D’altro canto alimentare il conflitto con Israele serve anche ad Hamas per “lavare le coscienze” dei palestinesi tutti, al fine di cancellare dalle loro memorie il pesante tributo di sangue versato dei propri fratelli – quelli dell’Autorità Palestinese – che furono massacrati con fredda determinazione dai militanti durante il colpo di stato che ha portato Hamas al governo della striscia di Gaza.
Inoltre Hamas mira evidentemente a guadagnarsi l’appellativo di custode della fratellanza musulmana, dove la resistenza armata è uno dei suoi pilastri fondamentali. Hamas ora si vuole porre come difensore militare dei palestinesi e di Gerusalemme. Ciò può essere un tornaconto per la sua immagine e ne aumenta la popolarità sia tra le nuove generazioni di palestinesi che tra quei paesi del mondo arabo, come la Turchia e l’Iran, che lo supportano.
L’Iran sostiene sia Hamas che la Jihad islamica, li addestra, finanzia e fornisce loro le armi e il know-how militare per produrre in autonomia razzi e missili che vengono usati contro gli obiettivi in Israele. Per l’Iran Hamas e la Jihad (così come Hezbollah in Libano) sono delegati naturali per portare la sua egemonia a livello regionale nel quadrante medio orientale, la così detta guerra per procura.
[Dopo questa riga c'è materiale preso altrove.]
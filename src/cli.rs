//! Command-line interface parsing for econcal
//!
//! Every flag can also be set through an environment variable; flags take
//! precedence over the environment.

use chrono::{FixedOffset, Offset, Utc};
use clap::Parser;
use std::path::PathBuf;
use std::time::Duration;
use thiserror::Error;

use crate::upstream::DEFAULT_FEED_URL;

/// Error types for CLI argument validation
#[derive(Debug, Error)]
pub enum CliError {
    /// The source offset is not of the form +HH:MM / -HH:MM / Z
    #[error("Invalid source offset: '{0}'. Expected +HH:MM, -HH:MM or Z")]
    InvalidOffset(String),

    /// The upstream timeout must be positive
    #[error("Upstream timeout must be at least 1 second")]
    ZeroTimeout,

    /// The feed command has no program
    #[error("Feed command is empty")]
    EmptyFeedCommand,
}

/// econcal - Economic calendar API that caches each week until its last event passes
#[derive(Parser, Debug)]
#[command(name = "econcal")]
#[command(about = "Economic calendar API with horizon-based caching")]
#[command(version)]
pub struct Cli {
    /// Host address to bind the server to
    #[arg(long, short = 'H', default_value = "0.0.0.0", env = "HOST")]
    pub host: String,

    /// Port to listen on
    #[arg(long, short, default_value_t = 5000, env = "PORT")]
    pub port: u16,

    /// URL of the weekly calendar JSON feed
    #[arg(long, value_name = "URL", env = "ECONCAL_FEED_URL", conflicts_with = "feed_command")]
    pub feed_url: Option<String>,

    /// Command whose stdout is the calendar JSON, used instead of the HTTP feed
    ///
    /// Split on whitespace; no shell quoting is applied.
    /// Example: --feed-command "python3 scripts/calendar_fetch.py"
    #[arg(long, value_name = "COMMAND", env = "ECONCAL_FEED_COMMAND")]
    pub feed_command: Option<String>,

    /// Directory for the persisted calendar snapshot (defaults to the XDG cache dir)
    #[arg(long, value_name = "DIR", env = "ECONCAL_CACHE_DIR")]
    pub cache_dir: Option<PathBuf>,

    /// Seconds to wait for the upstream feed before falling back to the cache
    #[arg(long, value_name = "SECONDS", default_value_t = 10, env = "ECONCAL_UPSTREAM_TIMEOUT")]
    pub upstream_timeout: u64,

    /// UTC offset of upstream dates that carry none (e.g. -04:00)
    #[arg(
        long,
        value_name = "OFFSET",
        default_value = "+00:00",
        env = "ECONCAL_SOURCE_OFFSET",
        allow_hyphen_values = true
    )]
    pub source_offset: String,
}

/// Where economic events are fetched from
#[derive(Debug, Clone, PartialEq, Eq)]
pub enum FeedSource {
    /// HTTP GET to this URL
    Http(String),
    /// Run this command and read its stdout
    Command(String),
}

/// Validated settings derived from CLI arguments
#[derive(Debug, Clone)]
pub struct Settings {
    pub host: String,
    pub port: u16,
    pub feed: FeedSource,
    /// `None` means the XDG default
    pub cache_dir: Option<PathBuf>,
    pub upstream_timeout: Duration,
    pub source_offset: FixedOffset,
}

/// Parses a UTC offset such as "+05:30", "-0400", "+09" or "Z"
///
/// # Returns
/// * `Ok(FixedOffset)` if the string is a valid offset
/// * `Err(CliError::InvalidOffset)` otherwise
pub fn parse_utc_offset(s: &str) -> Result<FixedOffset, CliError> {
    let invalid = || CliError::InvalidOffset(s.to_string());
    let trimmed = s.trim();

    if trimmed.eq_ignore_ascii_case("z") || trimmed.eq_ignore_ascii_case("utc") {
        return Ok(Utc.fix());
    }

    let sign = match trimmed.chars().next() {
        Some('+') => 1,
        Some('-') => -1,
        _ => return Err(invalid()),
    };
    let rest = &trimmed[1..];
    if rest.matches(':').count() > 1 {
        return Err(invalid());
    }

    let digits: String = rest.chars().filter(|c| *c != ':').collect();
    if !digits.chars().all(|c| c.is_ascii_digit()) || !(digits.len() == 2 || digits.len() == 4) {
        return Err(invalid());
    }

    let hours: i32 = digits[..2].parse().map_err(|_| invalid())?;
    let minutes: i32 = if digits.len() == 4 {
        digits[2..].parse().map_err(|_| invalid())?
    } else {
        0
    };
    if hours > 23 || minutes > 59 {
        return Err(invalid());
    }

    FixedOffset::east_opt(sign * (hours * 3600 + minutes * 60)).ok_or_else(invalid)
}

impl Settings {
    /// Creates Settings from parsed CLI arguments.
    ///
    /// # Returns
    /// * `Ok(Settings)` with validated values
    /// * `Err(CliError)` if any value is out of range
    pub fn from_cli(cli: &Cli) -> Result<Self, CliError> {
        let feed = match (&cli.feed_command, &cli.feed_url) {
            (Some(command), _) => {
                if command.trim().is_empty() {
                    return Err(CliError::EmptyFeedCommand);
                }
                FeedSource::Command(command.clone())
            }
            (None, Some(url)) => FeedSource::Http(url.clone()),
            (None, None) => FeedSource::Http(DEFAULT_FEED_URL.to_string()),
        };

        if cli.upstream_timeout == 0 {
            return Err(CliError::ZeroTimeout);
        }

        Ok(Settings {
            host: cli.host.clone(),
            port: cli.port,
            feed,
            cache_dir: cli.cache_dir.clone(),
            upstream_timeout: Duration::from_secs(cli.upstream_timeout),
            source_offset: parse_utc_offset(&cli.source_offset)?,
        })
    }

    /// Address the server binds to
    pub fn bind_address(&self) -> String {
        format!("{}:{}", self.host, self.port)
    }
}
Ma Hamas e la Jihad palestinese hanno giocato male i propri piani per due ragioni. Da un lato hanno fatto affidamento sul fatto che avrebbero potuto fare fronte alla rappresaglia scontata di Israele, e dall’altro hanno creduto che la risposta armata di Tel Aviv sarebbe stata limitata ad un breve periodo di tempo ritenendo che essi non avrebbero mai proseguito le ostilità durante le festività musulmane che coincidono con la fine del periodo di ramadan (13 maggio).
Mentre l’escalation prosegue e la distruzione di Gaza aumenta (in parallelo con la sua capacità militare) si arriverà ad un punto dove i palestinesi si renderanno conto che Hamas li sta trascinando in un buio ed incerto futuro e che dovrà affrontare d’ora in poi condizioni di vita sempre più difficili.
Hamas e la Jihad non raggiungeranno mai un compromesso con Israele visto che hanno come obiettivo solo la morte e la distruzione dello stato ebraico, ed è per questo che la comunità internazionale, i paesi arabi moderati e gli stessi palestinesi devono fermare questa follia promuovendo al contempo un processo di dialogo e di compromesso che porti a soluzioni costruttive e produttive per tutti.